Amy's View is the story of 16 years in the life and relationship of a mother and daughter. Covering the period from the end of the 1970s to the mid 1990s, the relationships are affected by the swings between idealism and commercialism.
Amy, played by Rebecca Lacey, has moved away from her mother's clearly bohemian home to make her own life. Her mother Esme (Susannah York) is an old school stage actress, long widowed but still doing well and full of life. With these two as the core characters, Amy's View is clearly a play for actresses, in fact David Hare tells us this several times in the script as "there are no good parts for women". The element of conflict is introduced through Dominic (Marcus D'Amico), a wannabe film director who finally pursues wealth and fame rather than his idealistic art roots.
Unusually, Hare has written this as a four-act play, though it is being performed in two acts with one interval. Each act skips us forward a number of years as we look at the changing relationships across the family and the challenged loyalties between people, ideals and real life.
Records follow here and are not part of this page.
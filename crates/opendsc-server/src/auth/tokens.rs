//! Opaque token issue and verification
//!
//! Personal access tokens and registration keys share one shape:
//! `<prefix>_<id>_<secret>` where `id` is the row's UUID in simple form and
//! `secret` is random. Only the argon2 hash of the secret is stored.

use argon2::password_hash::{rand_core::OsRng, PasswordHash, PasswordHasher, PasswordVerifier, SaltString};
use argon2::Argon2;
use rand::distributions::Alphanumeric;
use rand::Rng;
use uuid::Uuid;

use opendsc_core::{Error, Result};

/// Prefix for personal access tokens
pub const PAT_PREFIX: &str = "pat";
/// Prefix for registration keys
pub const REGISTRATION_KEY_PREFIX: &str = "rk";

/// A freshly generated token; the full string is shown to the caller once
#[derive(Debug, Clone)]
pub struct IssuedToken {
    /// Row id embedded in the token
    pub id: Uuid,
    /// The complete token string
    pub token: String,
    /// Argon2 hash of the secret, for storage
    pub secret_hash: String,
}

/// Generate a token with the given prefix
pub fn issue(prefix: &str) -> Result<IssuedToken> {
    let id = Uuid::new_v4();
    let secret: String = rand::thread_rng()
        .sample_iter(&Alphanumeric)
        .take(40)
        .map(char::from)
        .collect();
    let token = format!("{}_{}_{}", prefix, id.simple(), secret);
    let secret_hash = hash_secret(&secret)?;
    Ok(IssuedToken { id, token, secret_hash })
}

/// Split a presented token into its row id and secret
pub fn parse(prefix: &str, token: &str) -> Result<(Uuid, String)> {
    let mut parts = token.splitn(3, '_');
    let (found_prefix, id, secret) = match (parts.next(), parts.next(), parts.next()) {
        (Some(p), Some(id), Some(secret)) => (p, id, secret),
        _ => return Err(Error::Unauthorized("malformed token".into())),
    };
    if found_prefix != prefix {
        return Err(Error::Unauthorized("unexpected token prefix".into()));
    }
    let id = Uuid::parse_str(id).map_err(|_| Error::Unauthorized("malformed token id".into()))?;
    Ok((id, secret.to_string()))
}

/// Hash a secret for storage
pub fn hash_secret(secret: &str) -> Result<String> {
    let salt = SaltString::generate(&mut OsRng);
    Argon2::default()
        .hash_password(secret.as_bytes(), &salt)
        .map(|hash| hash.to_string())
        .map_err(|e| Error::Validation(format!("cannot hash secret: {}", e)))
}

/// Verify a presented secret against a stored hash
pub fn verify_secret(stored_hash: &str, secret: &str) -> bool {
    match PasswordHash::new(stored_hash) {
        Ok(parsed) => Argon2::default()
            .verify_password(secret.as_bytes(), &parsed)
            .is_ok(),
        Err(_) => false,
    }
}

#[cfg(test)]
mod tests {
    use super::*;

    #[test]
    fn test_issue_and_parse_roundtrip() {
        let issued = issue(PAT_PREFIX).unwrap();
        assert!(issued.token.starts_with("pat_"));

        let (id, secret) = parse(PAT_PREFIX, &issued.token).unwrap();
        assert_eq!(id, issued.id);
        assert!(verify_secret(&issued.secret_hash, &secret));
    }

    #[test]
    fn test_wrong_secret_fails() {
        let issued = issue(REGISTRATION_KEY_PREFIX).unwrap();
        assert!(!verify_secret(&issued.secret_hash, "not-the-secret"));
    }

    #[test]
    fn test_parse_rejects_wrong_prefix() {
        let issued = issue(PAT_PREFIX).unwrap();
        assert!(parse(REGISTRATION_KEY_PREFIX, &issued.token).is_err());
    }

    #[test]
    fn test_parse_rejects_malformed() {
        for raw in ["", "pat_", "pat_notauuid_s", "pat_only-two"] {
            assert!(parse(PAT_PREFIX, raw).is_err(), "{raw} accepted");
        }
    }
}
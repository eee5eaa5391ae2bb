// Graceful shutdown coordination

use std::sync::Arc;
use std::time::Duration;
use tokio::sync::Notify;

/// Coordinates shutdown between the signal handler and the server loop
pub struct ShutdownCoordinator {
    shutdown_notify: Arc<Notify>,
    drain_timeout: Duration,
}

impl ShutdownCoordinator {
    pub fn new(drain_timeout_seconds: u64) -> Self {
        Self {
            shutdown_notify: Arc::new(Notify::new()),
            drain_timeout: Duration::from_secs(drain_timeout_seconds),
        }
    }

    /// Get a handle to wait for the shutdown signal
    pub fn subscribe(&self) -> ShutdownHandle {
        ShutdownHandle {
            notify: Arc::clone(&self.shutdown_notify),
        }
    }

    /// Initiate graceful shutdown
    pub fn shutdown(&self) {
        tracing::info!("initiating graceful shutdown");
        self.shutdown_notify.notify_waiters();
    }

    pub fn drain_timeout(&self) -> Duration {
        self.drain_timeout
    }
}

/// Handle components wait on for the shutdown signal
#[derive(Clone)]
pub struct ShutdownHandle {
    notify: Arc<Notify>,
}

impl ShutdownHandle {
    pub async fn wait(&self) {
        self.notify.notified().await;
    }
}

/// Spawn the ctrl-c listener; returns the coordinator
pub fn install(drain_timeout_seconds: u64) -> Arc<ShutdownCoordinator> {
    let coordinator = Arc::new(ShutdownCoordinator::new(drain_timeout_seconds));
    let trigger = Arc::clone(&coordinator);
    tokio::spawn(async move {
        if tokio::signal::ctrl_c().await.is_ok() {
            trigger.shutdown();
        }
    });
    coordinator
}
The direction and acting also appear to change eras as the action transpires. The first two acts are distinctly below par. It may be that there are just too many words on the page as, at times, the actors seem to be in a race to get through the dialogue in the time available. Though there's a lot of acting up on stage, that's about all there is, as motivations for the movement and words isn't evident.
An exception is Antonia Pemberton's portrayal of the mother-in-law which is focussed, natural and controlled throughout. The second act also introduces the neighbour, Frank, played by Michael Jayston, who again provides a calming influence to the proceedings.
And in the final act, the writing, direction and acting at last come together. Esme has returned to the stage in triumph. Through Toby, a young actor played by Rod Hallett, we learn that her art has remained at the core of Esme's life, which otherwise has been all but destroyed. Reconciliation and hope are the themes, and the scene is understated and powerful.
The end result is an enjoyable play with characters that become believable. Still, I'd say that a bit more rehearsal time would have helped this production become more consistently good throughout.